(EXTRACTED MATERIAL begins)
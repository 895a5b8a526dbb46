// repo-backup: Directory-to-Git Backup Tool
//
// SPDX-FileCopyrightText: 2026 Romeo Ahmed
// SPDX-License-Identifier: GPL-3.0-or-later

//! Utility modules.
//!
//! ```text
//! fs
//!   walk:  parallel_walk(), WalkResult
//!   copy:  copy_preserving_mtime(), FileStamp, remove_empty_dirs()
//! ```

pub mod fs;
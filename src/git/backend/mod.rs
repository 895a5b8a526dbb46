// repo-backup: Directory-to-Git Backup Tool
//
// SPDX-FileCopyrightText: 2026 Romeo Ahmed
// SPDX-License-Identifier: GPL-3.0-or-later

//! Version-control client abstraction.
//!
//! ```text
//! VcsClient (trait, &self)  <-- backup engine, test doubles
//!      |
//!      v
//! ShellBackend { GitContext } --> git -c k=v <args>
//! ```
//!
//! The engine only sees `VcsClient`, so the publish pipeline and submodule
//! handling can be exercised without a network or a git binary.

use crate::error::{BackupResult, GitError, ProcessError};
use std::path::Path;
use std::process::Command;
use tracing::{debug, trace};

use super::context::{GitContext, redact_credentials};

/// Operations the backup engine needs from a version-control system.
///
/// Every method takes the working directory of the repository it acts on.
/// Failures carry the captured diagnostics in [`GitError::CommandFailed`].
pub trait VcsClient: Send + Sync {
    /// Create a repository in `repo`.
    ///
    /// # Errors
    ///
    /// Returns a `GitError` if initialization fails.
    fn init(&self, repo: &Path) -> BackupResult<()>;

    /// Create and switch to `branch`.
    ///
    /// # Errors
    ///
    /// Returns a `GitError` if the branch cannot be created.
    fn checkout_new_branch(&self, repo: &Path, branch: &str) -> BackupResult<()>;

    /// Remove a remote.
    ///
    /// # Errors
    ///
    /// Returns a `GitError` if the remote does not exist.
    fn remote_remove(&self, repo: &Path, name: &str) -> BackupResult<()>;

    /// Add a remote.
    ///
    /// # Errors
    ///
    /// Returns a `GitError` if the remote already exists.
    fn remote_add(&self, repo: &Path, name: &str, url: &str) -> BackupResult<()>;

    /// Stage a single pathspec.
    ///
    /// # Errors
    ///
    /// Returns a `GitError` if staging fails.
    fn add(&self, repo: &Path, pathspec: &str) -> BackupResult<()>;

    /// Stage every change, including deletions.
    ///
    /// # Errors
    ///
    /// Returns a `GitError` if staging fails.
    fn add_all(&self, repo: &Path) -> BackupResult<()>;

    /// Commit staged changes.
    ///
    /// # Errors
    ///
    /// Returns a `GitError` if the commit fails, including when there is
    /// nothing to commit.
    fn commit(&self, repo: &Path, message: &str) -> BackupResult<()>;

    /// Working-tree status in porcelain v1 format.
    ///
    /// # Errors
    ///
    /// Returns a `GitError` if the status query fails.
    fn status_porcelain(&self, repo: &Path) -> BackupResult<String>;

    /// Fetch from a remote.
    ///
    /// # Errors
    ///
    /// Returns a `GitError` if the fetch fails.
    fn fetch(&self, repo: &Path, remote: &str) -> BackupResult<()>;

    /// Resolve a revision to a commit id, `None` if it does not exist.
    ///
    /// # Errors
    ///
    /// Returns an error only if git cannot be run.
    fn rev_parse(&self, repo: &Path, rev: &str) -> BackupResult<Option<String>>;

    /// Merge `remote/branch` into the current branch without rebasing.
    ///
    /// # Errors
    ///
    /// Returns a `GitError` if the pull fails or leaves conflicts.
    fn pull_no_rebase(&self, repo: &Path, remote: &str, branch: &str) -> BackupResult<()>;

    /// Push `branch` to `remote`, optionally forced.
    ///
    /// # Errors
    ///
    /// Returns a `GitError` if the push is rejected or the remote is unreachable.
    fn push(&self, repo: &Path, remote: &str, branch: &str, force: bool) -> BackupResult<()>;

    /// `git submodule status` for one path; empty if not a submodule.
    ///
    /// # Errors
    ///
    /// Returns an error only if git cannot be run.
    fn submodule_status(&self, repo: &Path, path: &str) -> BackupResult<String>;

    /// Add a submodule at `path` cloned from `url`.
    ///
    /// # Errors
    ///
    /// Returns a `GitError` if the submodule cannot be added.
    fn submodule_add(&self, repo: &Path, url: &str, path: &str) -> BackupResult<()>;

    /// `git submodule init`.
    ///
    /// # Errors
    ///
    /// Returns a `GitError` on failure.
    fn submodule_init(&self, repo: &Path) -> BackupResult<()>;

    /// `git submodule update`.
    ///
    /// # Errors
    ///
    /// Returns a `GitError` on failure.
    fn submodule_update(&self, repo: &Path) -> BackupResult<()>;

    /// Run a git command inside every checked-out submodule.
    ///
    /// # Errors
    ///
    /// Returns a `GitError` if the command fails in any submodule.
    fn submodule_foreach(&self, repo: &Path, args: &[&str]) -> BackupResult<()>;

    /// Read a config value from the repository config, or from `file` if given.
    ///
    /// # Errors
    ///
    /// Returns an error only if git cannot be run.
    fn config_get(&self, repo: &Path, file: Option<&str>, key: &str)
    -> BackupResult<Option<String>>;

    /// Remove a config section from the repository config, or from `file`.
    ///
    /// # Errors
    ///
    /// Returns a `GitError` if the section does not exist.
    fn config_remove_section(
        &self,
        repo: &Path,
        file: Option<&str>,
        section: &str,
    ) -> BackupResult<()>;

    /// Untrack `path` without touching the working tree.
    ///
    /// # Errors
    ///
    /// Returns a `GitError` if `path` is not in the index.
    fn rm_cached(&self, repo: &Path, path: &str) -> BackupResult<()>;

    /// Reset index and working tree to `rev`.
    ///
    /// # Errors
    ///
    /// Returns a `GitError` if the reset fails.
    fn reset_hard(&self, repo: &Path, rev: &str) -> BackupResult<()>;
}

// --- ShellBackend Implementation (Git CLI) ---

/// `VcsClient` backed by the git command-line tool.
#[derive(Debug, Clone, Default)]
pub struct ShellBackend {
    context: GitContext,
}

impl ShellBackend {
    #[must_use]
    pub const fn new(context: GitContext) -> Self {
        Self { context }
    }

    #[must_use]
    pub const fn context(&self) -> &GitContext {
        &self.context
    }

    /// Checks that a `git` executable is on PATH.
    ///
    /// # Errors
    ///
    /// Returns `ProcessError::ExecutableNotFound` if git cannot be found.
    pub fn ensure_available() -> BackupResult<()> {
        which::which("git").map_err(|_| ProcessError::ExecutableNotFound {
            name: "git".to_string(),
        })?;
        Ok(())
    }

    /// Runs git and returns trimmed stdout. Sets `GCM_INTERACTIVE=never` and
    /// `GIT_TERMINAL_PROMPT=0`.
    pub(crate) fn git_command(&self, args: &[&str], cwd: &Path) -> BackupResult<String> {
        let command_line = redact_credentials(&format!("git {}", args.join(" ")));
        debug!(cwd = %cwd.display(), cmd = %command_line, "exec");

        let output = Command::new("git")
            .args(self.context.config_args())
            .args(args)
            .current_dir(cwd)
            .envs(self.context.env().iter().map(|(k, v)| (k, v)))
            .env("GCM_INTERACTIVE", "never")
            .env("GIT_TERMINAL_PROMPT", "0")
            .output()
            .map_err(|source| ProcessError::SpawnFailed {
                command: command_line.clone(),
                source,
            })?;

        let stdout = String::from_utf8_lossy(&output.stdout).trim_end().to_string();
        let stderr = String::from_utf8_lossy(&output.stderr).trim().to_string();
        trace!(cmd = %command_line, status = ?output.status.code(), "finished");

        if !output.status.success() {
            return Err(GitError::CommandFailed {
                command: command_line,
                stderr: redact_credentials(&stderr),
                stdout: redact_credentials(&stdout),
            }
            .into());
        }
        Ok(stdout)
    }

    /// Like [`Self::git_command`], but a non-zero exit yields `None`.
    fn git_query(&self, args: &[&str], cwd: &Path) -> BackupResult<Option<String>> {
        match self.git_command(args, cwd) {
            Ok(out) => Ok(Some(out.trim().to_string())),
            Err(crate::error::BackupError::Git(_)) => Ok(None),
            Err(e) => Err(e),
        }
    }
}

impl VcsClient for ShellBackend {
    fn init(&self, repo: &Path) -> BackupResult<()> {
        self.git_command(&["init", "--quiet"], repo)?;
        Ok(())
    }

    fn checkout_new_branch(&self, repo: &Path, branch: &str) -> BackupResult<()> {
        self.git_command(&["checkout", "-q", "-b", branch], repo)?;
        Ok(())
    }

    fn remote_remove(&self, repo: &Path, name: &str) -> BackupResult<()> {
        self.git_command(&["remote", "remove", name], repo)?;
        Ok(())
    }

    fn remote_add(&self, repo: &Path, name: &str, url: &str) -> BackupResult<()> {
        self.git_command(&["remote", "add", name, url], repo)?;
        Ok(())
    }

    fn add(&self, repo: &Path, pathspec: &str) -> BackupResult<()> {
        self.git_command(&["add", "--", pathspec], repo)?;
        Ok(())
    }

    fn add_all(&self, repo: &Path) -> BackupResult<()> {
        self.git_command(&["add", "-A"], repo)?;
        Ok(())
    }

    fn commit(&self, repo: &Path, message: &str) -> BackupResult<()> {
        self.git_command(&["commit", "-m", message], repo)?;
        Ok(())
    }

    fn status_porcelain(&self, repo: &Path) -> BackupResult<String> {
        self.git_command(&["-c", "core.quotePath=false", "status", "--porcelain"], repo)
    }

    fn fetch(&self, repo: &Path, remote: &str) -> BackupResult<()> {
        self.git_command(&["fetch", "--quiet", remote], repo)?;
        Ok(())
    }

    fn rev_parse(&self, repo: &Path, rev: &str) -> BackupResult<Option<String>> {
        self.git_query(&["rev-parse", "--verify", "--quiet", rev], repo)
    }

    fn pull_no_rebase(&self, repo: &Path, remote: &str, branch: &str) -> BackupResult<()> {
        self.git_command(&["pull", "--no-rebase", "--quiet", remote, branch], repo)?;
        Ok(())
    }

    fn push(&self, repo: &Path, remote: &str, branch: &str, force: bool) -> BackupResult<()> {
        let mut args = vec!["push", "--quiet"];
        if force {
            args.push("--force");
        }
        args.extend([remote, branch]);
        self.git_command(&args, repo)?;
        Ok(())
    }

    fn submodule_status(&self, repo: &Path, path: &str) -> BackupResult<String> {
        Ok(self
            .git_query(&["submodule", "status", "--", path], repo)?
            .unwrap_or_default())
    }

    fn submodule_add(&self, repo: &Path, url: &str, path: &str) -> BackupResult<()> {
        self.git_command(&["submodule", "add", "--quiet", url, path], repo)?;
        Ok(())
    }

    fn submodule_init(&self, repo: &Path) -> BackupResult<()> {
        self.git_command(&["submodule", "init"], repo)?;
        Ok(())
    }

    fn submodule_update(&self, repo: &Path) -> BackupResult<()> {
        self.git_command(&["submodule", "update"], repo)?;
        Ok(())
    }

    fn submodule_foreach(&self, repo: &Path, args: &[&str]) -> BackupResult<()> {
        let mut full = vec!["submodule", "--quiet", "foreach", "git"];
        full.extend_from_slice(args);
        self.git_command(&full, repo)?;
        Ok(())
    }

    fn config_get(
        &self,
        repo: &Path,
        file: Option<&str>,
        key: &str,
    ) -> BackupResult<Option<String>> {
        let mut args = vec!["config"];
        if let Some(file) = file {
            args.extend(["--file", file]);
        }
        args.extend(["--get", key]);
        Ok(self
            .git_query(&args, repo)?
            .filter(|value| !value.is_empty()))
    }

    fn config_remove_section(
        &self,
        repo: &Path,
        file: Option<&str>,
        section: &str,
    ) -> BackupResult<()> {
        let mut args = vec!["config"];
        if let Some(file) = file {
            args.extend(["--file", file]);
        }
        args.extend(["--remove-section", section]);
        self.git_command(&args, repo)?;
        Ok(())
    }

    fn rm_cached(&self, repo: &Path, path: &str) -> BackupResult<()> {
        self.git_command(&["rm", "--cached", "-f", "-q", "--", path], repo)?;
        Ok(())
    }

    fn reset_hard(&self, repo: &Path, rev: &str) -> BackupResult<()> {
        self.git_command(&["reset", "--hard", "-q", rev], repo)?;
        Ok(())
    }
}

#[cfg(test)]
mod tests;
(EXTRACTED MATERIAL ends)
• THE PROBLEM: Please give back exactly the lines of the listing above that run from the one containing "filename src/git/backend/mod.rs" through the one containing "it acts on.", and only those.

• RESULT FOR THIS TASK:
filename src/git/backend/mod.rs
repository 895a5b8a526dbb46
// repo-backup: Directory-to-Git Backup Tool
//
// SPDX-FileCopyrightText: 2026 Romeo Ahmed
// SPDX-License-Identifier: GPL-3.0-or-later

//! Version-control client abstraction.
//!
//! ```text
//! VcsClient (trait, &self)  <-- backup engine, test doubles
//!      |
//!      v
//! ShellBackend { GitContext } --> git -c k=v <args>
//! ```
//!
//! The engine only sees `VcsClient`, so the publish pipeline and submodule
//! handling can be exercised without a network or a git binary.

use crate::error::{BackupResult, GitError, ProcessError};
use std::path::Path;
use std::process::Command;
use tracing::{debug, trace};

use super::context::{GitContext, redact_credentials};

/// Operations the backup engine needs from a version-control system.
///
/// Every method takes the working directory of the repository it acts on.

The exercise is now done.